ASSIGNED TASK: Beginning with the opening line, set down each line of the material below exactly, stopping once the line with "next random u32" is done.

◇ ◇ ◇ ◇ ◇ ◇ ◇

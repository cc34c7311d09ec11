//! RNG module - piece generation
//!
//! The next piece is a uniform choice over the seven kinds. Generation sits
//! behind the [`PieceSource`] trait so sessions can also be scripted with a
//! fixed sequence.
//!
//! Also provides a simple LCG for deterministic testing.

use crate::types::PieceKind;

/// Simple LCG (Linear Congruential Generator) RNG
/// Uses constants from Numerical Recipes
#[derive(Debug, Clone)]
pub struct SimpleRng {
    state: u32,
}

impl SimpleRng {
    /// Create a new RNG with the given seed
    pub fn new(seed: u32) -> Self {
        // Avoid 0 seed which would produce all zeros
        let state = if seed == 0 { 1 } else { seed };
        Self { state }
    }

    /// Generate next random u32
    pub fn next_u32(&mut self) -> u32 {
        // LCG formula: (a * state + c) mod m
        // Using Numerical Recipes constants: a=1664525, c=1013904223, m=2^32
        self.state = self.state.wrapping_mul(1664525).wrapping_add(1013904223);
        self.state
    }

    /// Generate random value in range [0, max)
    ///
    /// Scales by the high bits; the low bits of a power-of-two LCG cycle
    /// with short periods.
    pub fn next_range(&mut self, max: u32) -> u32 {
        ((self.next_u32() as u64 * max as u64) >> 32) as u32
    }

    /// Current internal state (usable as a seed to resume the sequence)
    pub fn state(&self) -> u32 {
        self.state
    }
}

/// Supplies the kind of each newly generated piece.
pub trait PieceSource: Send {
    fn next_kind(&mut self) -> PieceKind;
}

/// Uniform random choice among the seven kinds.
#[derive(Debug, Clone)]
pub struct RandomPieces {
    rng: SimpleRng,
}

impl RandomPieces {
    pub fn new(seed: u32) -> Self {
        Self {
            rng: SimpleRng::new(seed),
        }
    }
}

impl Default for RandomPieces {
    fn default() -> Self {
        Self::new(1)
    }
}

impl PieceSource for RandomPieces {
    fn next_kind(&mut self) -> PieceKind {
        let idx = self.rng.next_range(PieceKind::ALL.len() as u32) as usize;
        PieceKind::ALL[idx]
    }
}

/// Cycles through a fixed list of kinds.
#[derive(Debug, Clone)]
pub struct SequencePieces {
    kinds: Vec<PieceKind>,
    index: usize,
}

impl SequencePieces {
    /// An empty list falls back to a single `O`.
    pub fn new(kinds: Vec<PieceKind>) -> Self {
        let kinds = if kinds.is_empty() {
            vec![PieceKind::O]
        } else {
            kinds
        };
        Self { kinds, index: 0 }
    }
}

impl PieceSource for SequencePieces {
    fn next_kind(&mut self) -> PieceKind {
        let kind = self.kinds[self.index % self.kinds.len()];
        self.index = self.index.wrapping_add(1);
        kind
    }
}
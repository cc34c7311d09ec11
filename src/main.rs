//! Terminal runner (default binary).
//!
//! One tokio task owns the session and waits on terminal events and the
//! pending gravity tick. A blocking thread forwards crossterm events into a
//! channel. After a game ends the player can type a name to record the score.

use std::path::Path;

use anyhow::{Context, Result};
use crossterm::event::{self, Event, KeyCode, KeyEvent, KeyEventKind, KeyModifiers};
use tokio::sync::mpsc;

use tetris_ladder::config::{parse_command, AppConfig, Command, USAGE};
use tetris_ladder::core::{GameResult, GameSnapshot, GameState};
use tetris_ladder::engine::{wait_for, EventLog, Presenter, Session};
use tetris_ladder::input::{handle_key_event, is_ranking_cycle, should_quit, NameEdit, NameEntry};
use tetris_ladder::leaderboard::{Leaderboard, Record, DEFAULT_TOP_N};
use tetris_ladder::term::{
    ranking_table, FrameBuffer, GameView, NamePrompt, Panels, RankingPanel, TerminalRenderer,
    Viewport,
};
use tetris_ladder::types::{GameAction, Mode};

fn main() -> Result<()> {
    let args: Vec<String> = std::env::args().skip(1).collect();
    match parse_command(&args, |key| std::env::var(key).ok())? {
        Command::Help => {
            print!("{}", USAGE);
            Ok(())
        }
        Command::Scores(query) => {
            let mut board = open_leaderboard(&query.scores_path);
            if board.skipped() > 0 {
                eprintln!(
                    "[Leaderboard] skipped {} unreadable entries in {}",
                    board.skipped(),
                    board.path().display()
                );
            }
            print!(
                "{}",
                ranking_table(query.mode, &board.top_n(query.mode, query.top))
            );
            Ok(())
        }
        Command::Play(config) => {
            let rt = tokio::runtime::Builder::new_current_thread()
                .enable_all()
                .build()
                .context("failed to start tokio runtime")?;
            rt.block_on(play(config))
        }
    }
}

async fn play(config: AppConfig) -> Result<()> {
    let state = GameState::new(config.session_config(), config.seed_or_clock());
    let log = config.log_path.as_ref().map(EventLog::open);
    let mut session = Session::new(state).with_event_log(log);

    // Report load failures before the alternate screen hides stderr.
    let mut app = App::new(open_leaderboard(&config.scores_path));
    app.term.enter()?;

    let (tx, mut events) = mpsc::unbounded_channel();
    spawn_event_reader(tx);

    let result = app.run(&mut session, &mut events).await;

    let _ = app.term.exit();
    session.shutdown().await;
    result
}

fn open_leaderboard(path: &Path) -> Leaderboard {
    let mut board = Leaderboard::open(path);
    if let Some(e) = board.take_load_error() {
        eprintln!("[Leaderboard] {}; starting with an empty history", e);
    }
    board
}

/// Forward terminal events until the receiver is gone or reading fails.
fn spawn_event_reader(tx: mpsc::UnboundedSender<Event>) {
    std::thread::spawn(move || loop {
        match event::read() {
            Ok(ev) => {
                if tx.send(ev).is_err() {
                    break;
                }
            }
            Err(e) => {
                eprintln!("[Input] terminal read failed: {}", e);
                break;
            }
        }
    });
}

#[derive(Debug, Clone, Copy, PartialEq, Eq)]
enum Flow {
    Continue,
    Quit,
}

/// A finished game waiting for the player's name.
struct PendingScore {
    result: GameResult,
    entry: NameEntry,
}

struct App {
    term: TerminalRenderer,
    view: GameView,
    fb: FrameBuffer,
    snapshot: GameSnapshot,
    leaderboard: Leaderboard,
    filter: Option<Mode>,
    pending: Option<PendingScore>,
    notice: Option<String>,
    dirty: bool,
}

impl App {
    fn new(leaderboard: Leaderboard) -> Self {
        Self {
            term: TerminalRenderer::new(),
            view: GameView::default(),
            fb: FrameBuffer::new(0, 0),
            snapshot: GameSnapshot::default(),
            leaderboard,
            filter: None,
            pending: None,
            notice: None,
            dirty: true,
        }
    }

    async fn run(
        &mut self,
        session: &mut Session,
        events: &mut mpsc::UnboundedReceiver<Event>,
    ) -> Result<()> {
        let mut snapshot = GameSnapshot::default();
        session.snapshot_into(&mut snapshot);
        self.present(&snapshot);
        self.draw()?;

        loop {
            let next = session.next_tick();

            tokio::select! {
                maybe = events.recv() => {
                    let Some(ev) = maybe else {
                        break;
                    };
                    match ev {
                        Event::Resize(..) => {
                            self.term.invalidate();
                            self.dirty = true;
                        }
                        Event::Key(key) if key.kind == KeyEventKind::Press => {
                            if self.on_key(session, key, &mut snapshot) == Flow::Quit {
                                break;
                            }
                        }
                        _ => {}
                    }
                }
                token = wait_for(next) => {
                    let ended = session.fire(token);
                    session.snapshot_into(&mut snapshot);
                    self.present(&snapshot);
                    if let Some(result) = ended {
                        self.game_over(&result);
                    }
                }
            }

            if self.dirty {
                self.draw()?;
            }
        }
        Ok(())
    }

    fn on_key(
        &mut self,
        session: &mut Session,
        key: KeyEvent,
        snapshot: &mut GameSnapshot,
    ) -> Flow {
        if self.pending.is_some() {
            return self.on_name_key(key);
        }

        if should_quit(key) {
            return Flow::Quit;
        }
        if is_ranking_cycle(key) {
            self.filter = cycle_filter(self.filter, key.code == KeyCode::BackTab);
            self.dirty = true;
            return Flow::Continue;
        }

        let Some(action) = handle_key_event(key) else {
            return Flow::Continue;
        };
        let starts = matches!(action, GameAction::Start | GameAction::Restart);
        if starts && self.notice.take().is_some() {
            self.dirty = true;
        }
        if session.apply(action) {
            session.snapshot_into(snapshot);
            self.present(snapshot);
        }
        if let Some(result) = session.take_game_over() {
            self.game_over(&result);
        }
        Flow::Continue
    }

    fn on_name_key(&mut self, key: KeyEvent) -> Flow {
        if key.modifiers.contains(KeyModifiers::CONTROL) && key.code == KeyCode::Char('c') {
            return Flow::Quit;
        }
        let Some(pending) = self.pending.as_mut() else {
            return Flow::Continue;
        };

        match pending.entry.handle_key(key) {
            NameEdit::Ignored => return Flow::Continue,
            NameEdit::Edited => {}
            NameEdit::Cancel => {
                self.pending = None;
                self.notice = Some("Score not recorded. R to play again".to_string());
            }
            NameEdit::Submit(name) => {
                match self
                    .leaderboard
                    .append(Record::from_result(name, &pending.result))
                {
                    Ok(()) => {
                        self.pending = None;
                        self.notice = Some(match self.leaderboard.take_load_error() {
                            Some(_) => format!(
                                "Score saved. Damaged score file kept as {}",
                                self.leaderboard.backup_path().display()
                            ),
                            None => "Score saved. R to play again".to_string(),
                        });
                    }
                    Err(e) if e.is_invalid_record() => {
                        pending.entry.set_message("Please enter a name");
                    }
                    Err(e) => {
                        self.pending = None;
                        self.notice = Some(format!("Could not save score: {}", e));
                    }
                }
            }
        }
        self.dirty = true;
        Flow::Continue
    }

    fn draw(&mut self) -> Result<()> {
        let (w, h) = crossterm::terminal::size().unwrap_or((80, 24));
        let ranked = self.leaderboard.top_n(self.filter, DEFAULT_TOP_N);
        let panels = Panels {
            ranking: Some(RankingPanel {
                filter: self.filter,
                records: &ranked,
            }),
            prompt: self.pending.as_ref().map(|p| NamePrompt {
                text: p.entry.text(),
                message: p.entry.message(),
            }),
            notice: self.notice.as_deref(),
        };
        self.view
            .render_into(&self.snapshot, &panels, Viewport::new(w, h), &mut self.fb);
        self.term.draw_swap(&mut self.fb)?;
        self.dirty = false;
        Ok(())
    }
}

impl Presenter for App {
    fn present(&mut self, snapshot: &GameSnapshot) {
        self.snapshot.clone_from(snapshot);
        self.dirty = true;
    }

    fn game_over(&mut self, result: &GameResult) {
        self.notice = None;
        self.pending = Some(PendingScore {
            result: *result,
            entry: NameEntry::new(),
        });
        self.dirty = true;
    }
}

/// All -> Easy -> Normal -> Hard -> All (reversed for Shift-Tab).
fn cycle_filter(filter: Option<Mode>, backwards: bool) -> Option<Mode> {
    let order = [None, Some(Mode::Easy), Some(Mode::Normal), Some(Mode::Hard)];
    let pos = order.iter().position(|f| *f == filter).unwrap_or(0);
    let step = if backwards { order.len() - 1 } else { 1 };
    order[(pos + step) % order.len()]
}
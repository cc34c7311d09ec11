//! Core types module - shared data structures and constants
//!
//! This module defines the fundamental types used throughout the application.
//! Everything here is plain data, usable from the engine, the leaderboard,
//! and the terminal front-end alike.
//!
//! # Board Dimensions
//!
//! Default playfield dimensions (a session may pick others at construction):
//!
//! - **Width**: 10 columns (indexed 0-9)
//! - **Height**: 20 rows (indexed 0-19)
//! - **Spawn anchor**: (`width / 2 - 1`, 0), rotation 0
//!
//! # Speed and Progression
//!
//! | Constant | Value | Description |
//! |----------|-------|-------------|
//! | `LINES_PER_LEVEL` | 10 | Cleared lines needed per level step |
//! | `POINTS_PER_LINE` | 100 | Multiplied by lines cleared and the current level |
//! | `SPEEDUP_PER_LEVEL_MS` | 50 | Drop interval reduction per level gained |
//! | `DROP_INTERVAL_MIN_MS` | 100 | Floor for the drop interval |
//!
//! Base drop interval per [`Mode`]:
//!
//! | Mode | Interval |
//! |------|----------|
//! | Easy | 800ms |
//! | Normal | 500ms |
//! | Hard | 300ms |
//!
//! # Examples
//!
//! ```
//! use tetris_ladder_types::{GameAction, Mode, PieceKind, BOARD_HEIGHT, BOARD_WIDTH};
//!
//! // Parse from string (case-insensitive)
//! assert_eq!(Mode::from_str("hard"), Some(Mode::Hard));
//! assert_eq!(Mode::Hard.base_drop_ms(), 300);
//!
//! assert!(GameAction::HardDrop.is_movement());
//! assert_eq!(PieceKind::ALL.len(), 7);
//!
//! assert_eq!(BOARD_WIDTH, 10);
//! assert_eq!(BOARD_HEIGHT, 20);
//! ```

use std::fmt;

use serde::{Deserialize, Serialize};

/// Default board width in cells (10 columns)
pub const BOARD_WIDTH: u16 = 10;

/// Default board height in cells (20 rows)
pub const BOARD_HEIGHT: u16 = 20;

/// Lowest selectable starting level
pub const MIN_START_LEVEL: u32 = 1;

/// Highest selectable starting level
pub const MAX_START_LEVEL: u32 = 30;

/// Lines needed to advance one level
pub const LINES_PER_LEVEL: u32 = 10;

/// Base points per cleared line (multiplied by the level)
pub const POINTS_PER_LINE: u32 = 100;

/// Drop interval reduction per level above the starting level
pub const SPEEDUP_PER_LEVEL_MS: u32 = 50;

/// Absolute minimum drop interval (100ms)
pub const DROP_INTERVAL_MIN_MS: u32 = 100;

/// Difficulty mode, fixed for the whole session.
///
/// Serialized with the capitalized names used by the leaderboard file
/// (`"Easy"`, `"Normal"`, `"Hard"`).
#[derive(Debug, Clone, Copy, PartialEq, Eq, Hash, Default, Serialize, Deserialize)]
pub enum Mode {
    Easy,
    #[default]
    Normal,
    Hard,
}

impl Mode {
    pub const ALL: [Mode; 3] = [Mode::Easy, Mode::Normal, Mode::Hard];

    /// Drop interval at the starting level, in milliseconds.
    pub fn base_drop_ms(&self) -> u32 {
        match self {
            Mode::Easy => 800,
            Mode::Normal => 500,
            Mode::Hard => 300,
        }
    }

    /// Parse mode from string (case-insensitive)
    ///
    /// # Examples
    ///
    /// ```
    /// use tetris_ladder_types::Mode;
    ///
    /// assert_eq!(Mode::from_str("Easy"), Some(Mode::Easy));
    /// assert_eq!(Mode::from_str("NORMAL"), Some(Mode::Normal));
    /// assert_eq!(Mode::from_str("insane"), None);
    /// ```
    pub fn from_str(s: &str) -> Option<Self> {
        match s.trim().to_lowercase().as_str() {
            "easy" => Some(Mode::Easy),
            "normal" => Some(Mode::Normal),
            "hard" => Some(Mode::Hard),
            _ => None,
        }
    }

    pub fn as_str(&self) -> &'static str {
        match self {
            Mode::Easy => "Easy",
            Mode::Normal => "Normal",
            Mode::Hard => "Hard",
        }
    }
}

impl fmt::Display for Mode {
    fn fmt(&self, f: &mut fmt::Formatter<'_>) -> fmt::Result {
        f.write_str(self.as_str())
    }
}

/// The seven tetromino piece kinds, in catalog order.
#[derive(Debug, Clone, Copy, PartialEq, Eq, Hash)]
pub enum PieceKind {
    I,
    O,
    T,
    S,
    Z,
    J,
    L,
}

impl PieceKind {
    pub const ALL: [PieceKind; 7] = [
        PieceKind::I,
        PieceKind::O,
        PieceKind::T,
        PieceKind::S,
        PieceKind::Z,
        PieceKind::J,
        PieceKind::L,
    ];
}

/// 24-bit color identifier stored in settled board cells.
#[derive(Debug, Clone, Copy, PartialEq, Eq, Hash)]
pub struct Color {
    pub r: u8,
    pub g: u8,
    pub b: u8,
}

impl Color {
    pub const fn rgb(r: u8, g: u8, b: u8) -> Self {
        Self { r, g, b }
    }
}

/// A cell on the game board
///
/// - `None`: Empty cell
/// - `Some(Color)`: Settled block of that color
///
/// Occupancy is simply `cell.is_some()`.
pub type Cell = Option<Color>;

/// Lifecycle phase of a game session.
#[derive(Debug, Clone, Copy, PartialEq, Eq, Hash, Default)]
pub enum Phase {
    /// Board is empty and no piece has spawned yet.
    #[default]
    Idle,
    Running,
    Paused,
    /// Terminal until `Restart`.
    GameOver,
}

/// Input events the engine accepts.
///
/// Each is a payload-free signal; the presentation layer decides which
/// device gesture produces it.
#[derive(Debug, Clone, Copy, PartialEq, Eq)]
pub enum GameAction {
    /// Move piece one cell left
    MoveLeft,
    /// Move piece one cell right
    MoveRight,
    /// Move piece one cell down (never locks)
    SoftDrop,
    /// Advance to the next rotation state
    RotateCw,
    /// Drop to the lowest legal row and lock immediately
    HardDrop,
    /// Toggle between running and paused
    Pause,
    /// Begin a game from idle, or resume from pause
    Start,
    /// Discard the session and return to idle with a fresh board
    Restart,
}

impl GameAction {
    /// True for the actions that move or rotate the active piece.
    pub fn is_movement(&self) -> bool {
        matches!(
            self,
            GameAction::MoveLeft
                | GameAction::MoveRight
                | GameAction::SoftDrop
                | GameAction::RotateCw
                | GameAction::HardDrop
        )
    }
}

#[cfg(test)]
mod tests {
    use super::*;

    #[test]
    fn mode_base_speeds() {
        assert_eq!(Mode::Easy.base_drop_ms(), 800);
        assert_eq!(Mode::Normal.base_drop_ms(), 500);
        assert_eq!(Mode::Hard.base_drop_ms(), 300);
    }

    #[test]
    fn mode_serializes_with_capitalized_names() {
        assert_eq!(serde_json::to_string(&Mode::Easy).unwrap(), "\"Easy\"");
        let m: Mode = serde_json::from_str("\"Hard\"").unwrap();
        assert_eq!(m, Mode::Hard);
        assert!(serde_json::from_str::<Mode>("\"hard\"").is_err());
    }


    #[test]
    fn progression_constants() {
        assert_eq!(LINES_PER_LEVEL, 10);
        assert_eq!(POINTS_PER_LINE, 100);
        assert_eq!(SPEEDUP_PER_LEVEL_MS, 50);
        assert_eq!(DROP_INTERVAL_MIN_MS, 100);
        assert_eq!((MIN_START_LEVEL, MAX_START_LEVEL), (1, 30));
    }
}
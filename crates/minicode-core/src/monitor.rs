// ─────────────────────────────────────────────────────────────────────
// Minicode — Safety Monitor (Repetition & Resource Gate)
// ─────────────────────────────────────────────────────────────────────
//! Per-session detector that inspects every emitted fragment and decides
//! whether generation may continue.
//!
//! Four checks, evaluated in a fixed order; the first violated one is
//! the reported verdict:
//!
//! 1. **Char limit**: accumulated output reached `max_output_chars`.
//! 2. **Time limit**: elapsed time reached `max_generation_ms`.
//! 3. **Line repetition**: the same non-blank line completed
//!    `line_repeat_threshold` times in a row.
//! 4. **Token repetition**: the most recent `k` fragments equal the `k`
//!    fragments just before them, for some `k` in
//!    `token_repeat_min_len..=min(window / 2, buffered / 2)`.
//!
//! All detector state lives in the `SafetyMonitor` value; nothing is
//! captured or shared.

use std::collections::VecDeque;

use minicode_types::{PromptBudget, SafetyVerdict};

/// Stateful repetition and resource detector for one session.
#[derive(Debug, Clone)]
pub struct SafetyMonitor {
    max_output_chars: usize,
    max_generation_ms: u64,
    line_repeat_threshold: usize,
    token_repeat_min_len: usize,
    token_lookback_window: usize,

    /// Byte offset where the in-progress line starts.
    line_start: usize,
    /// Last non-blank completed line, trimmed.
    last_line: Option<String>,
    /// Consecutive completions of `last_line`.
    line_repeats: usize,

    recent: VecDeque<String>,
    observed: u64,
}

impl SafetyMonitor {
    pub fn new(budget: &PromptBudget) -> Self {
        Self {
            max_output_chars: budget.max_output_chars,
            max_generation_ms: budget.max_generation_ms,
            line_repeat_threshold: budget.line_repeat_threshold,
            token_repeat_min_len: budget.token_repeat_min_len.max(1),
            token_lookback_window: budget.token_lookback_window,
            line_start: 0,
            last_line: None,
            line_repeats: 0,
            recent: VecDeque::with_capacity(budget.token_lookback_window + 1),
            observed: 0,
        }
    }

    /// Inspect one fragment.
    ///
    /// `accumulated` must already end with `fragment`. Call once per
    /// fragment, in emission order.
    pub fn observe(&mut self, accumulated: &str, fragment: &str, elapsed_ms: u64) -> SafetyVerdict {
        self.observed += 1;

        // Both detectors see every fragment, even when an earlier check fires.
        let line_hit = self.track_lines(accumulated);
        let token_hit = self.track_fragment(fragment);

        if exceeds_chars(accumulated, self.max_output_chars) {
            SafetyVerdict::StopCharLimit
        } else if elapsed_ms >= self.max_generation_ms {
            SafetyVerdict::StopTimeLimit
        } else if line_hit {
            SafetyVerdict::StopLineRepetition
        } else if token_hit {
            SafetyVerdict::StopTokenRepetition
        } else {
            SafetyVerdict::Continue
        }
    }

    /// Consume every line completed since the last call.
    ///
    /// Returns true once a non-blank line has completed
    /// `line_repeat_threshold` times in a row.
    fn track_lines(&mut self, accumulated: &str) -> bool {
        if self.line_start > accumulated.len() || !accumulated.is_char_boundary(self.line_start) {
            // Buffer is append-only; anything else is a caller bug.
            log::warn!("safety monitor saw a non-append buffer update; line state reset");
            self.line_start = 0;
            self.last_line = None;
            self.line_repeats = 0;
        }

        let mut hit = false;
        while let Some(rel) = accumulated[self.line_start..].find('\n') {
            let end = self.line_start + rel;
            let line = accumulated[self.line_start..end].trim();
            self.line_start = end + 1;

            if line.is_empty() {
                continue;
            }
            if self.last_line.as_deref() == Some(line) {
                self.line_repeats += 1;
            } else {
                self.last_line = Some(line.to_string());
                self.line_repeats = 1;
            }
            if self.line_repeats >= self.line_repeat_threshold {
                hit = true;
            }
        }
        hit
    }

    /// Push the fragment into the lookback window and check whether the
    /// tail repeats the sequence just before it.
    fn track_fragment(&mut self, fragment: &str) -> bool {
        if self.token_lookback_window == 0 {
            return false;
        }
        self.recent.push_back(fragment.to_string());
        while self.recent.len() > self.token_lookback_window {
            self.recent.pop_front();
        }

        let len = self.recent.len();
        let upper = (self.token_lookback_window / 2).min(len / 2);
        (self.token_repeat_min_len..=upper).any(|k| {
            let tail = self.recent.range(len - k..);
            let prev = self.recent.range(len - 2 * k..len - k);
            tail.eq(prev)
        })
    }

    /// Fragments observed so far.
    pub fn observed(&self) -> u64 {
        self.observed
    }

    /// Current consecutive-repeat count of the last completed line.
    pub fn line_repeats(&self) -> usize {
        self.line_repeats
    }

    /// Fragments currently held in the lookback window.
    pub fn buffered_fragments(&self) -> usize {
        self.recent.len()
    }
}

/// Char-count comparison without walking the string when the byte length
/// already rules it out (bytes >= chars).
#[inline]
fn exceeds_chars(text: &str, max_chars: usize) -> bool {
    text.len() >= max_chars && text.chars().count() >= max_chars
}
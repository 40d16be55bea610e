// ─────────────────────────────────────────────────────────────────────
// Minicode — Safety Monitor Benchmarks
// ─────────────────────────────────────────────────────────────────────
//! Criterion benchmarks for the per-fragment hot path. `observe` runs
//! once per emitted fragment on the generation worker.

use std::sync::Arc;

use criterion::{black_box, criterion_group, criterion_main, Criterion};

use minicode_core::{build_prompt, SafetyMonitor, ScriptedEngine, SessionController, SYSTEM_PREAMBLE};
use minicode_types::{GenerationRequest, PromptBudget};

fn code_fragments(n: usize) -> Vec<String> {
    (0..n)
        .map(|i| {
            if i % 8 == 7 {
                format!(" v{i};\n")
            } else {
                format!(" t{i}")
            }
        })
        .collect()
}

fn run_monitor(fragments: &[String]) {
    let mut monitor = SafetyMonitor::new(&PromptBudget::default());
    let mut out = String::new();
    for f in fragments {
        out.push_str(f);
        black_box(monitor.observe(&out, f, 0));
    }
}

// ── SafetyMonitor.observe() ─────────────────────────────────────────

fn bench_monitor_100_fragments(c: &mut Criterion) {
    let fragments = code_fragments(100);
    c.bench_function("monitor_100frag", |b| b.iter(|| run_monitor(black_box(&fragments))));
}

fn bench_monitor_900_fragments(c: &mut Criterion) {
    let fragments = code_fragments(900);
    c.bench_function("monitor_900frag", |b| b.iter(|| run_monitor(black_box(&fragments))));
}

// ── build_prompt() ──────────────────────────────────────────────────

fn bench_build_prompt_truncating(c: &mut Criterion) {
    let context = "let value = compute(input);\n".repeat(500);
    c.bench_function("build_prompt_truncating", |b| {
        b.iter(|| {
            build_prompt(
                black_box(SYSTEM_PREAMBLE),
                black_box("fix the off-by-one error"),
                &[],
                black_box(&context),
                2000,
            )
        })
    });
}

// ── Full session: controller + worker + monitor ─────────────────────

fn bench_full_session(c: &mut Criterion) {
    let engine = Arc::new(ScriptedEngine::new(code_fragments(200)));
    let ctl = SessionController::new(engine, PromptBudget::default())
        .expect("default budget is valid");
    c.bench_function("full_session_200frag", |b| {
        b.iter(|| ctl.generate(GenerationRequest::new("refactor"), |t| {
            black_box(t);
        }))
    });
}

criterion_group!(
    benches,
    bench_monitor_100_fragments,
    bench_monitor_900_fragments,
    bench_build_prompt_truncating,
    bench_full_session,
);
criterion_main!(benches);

◇ ◇ ◇ ◇ ◇ ◇ ◇

WRITTEN REPLY:
repository cc34c7311d09ec11
//! RNG module - piece generation
//!
//! The next piece is a uniform choice over the seven kinds. Generation sits
//! behind the [`PieceSource`] trait so sessions can also be scripted with a
//! fixed sequence.
//!
//! Also provides a simple LCG for deterministic testing.

use crate::types::PieceKind;

/// Simple LCG (Linear Congruential Generator) RNG
/// Uses constants from Numerical Recipes
#[derive(Debug, Clone)]
pub struct SimpleRng {
    state: u32,
}

impl SimpleRng {
    /// Create a new RNG with the given seed
    pub fn new(seed: u32) -> Self {
        // Avoid 0 seed which would produce all zeros
        let state = if seed == 0 { 1 } else { seed };
        Self { state }
    }

    /// Generate next random u32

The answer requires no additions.